Lui aussi, l’auteur de Childe Harold, peint la mer et les montagnes sous leurs aspects les plus larges et les plus simples ; il subordonne les manifestations de la nature à sa propre passion, comme Bryant prête à ces mêmes manifestations l’écho de sa mâle sagesse et les plus nobles sentimens d’un cœur tendre et généreux autant qu’il est calme et profond. Malheureusement (et c’est une des raisons qui assurent l’immense supériorité de Byron), la passion fournit plus de cordes à la lyre que la vertu. Le cadre de Bryant est limité de toutes manières.

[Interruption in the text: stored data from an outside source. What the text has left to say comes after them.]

impl BufferBridge {
    pub fn new() -> Self {
        Default::default()
    }

    /// Output shape of the session, once a buffer has been registered.
    pub fn shape(&self) -> Option<OutputShape> {
        self.shape
    }

    /// Number of buffers currently lent to the codec.
    pub fn len(&self) -> usize {
        self.by_luma.len()
    }

    pub fn is_empty(&self) -> bool {
        self.by_luma.is_empty()
    }

    fn registration(&self, id: i32) -> Option<&Registration> {
        let slot = BufferId::new(id)?.slot()?;
        self.slots.get(slot)?.as_ref()
    }

    /// Registers `buffer` and returns the addresses of its planes along with its identifier.
    /// `meta` is attached to the frame when the codec outputs it.
    ///
    /// Both planes must lie in memory the codec can address, and in the same kinds of memory as
    /// the first registered buffer.
    pub fn register_output(
        &mut self,
        buffer: VideoBuffer,
        meta: FrameMeta,
        geometry: &Geometry,
        allocator: &TilerAllocator,
    ) -> Result<PreparedOutput> {
        if buffer.len() < geometry.outsize as usize {
            return Err(Error::UnsupportedOutputBuffer(UnsupportedReason::TooSmall {
                len: buffer.len(),
                needed: geometry.outsize,
            }));
        }

        let luma_vaddr = buffer.vaddr();
        let chroma_vaddr = luma_vaddr.offset(geometry.chroma_offset());
        let (luma, luma_kind) = translate(allocator, Plane::Luma, luma_vaddr)?;
        let (chroma, chroma_kind) = translate(allocator, Plane::Chroma, chroma_vaddr)?;

        if self.by_luma.contains_key(&luma) {
            return Err(Error::UnsupportedOutputBuffer(
                UnsupportedReason::AlreadyRegistered(luma),
            ));
        }

        let shape = match self.shape {
            None => {
                let shape = OutputShape {
                    luma_kind,
                    chroma_kind,
                    width: geometry.padded_width,
                    height: geometry.padded_height,
                };
                info!("output buffers: {:?}", shape);
                self.shape = Some(shape);
                shape
            }
            Some(shape) => {
                for (plane, expected, found) in [
                    (Plane::Luma, shape.luma_kind, luma_kind),
                    (Plane::Chroma, shape.chroma_kind, chroma_kind),
                ] {
                    if expected != found {
                        return Err(Error::UnsupportedOutputBuffer(
                            UnsupportedReason::KindMismatch {
                                plane,
                                expected,
                                found,
                            },
                        ));
                    }
                }
                shape
            }
        };

        let slot = match self.slots.iter().position(Option::is_none) {
            Some(slot) => slot,
            None => {
                self.slots.push(None);
                self.slots.len() - 1
            }
        };
        let id = BufferId::from_slot(slot).ok_or_else(|| anyhow!("buffer table is full"))?;

        self.slots[slot] = Some(Registration {
            buffer: Rc::new(buffer),
            luma,
            meta,
        });
        self.by_luma.insert(luma, id);
        debug!("lent buffer {} at {}", id, luma);

        Ok(PreparedOutput {
            id,
            luma,
            chroma,
            shape,
        })
    }

    /// Returns a new reference to the buffer registered as `id`, with the timing of the access
    /// unit it was registered for.
    pub fn resolve(&self, id: i32) -> Result<DecodedFrame> {
        let registration = self
            .registration(id)
            .ok_or(Error::UnknownIdentifier(id))?;

        Ok(DecodedFrame {
            buffer: Rc::clone(&registration.buffer),
            meta: registration.meta,
        })
    }

    /// Drops the registration of `id`. The buffer is recycled once every frame referencing it is
    /// dropped as well.
    pub fn release(&mut self, id: i32) -> Result<()> {
        let registration = BufferId::new(id)
            .and_then(BufferId::slot)
            .and_then(|slot| self.slots.get_mut(slot))
            .and_then(Option::take)
            .ok_or(Error::UnknownIdentifier(id))?;

        self.by_luma.remove(&registration.luma);
        debug!("buffer {} released by the codec", id);

        Ok(())
    }

    /// Drops every registration and forgets the output shape.
    pub fn clear(&mut self) {
        self.slots.clear();
        self.by_luma.clear();
        self.shape = None;
    }
}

En considérant le monde physique sous son aspect purement phénoménal, il s’interdit l’accès des avenues si variées qui mènent aux vérités scientifiques récemment découvertes, et où Tennyson, par exemple, a su faire d’heureuses excursions ; il ne possède pas non plus la ressource d’expression d’un Tennyson, qui se ressent d’avoir en Keats et Shelley pour prédécesseurs, encore moins le vocabulaire bien moderne de Swinburne, ce merveilleux philologue qui semble avoir emprunté leurs séductions à toutes les langues : l’anglais de ses vers corrects, nerveux, mais tout uni, est celui qu’écrivaient les poètes dans la froide période qui commence à Pope et finit avec Cowper. Au temps où se formait son style, une sorte de renaissance n’avait pis encore remis en usage les mots frappés en relief de l’époque d’Elisabeth ; du moins, la magie d’une palette parfois surchargée ne dérobe-t-elle pas chez lui le plus ou moins de perfection du dessin. Il se recommande par la clarté, par la concision, par l’exacte application de chaque terme ; toujours naturel, il arrive parfois au sublime avec ce qu’on a très justement nommé une sorte d’inconscience sereine de l’effet. Ce qui lui manque, c’est l’abondance, c’est la souplesse ; sa longévité ne s’allia pas à cette verve féconde qui nous émerveille chez Millon, chez Hugo, chez Longfellow. Elle semble presque, dit M. Stedman, avoir été le résultat biologique d’une délibération et d’une lenteur innées.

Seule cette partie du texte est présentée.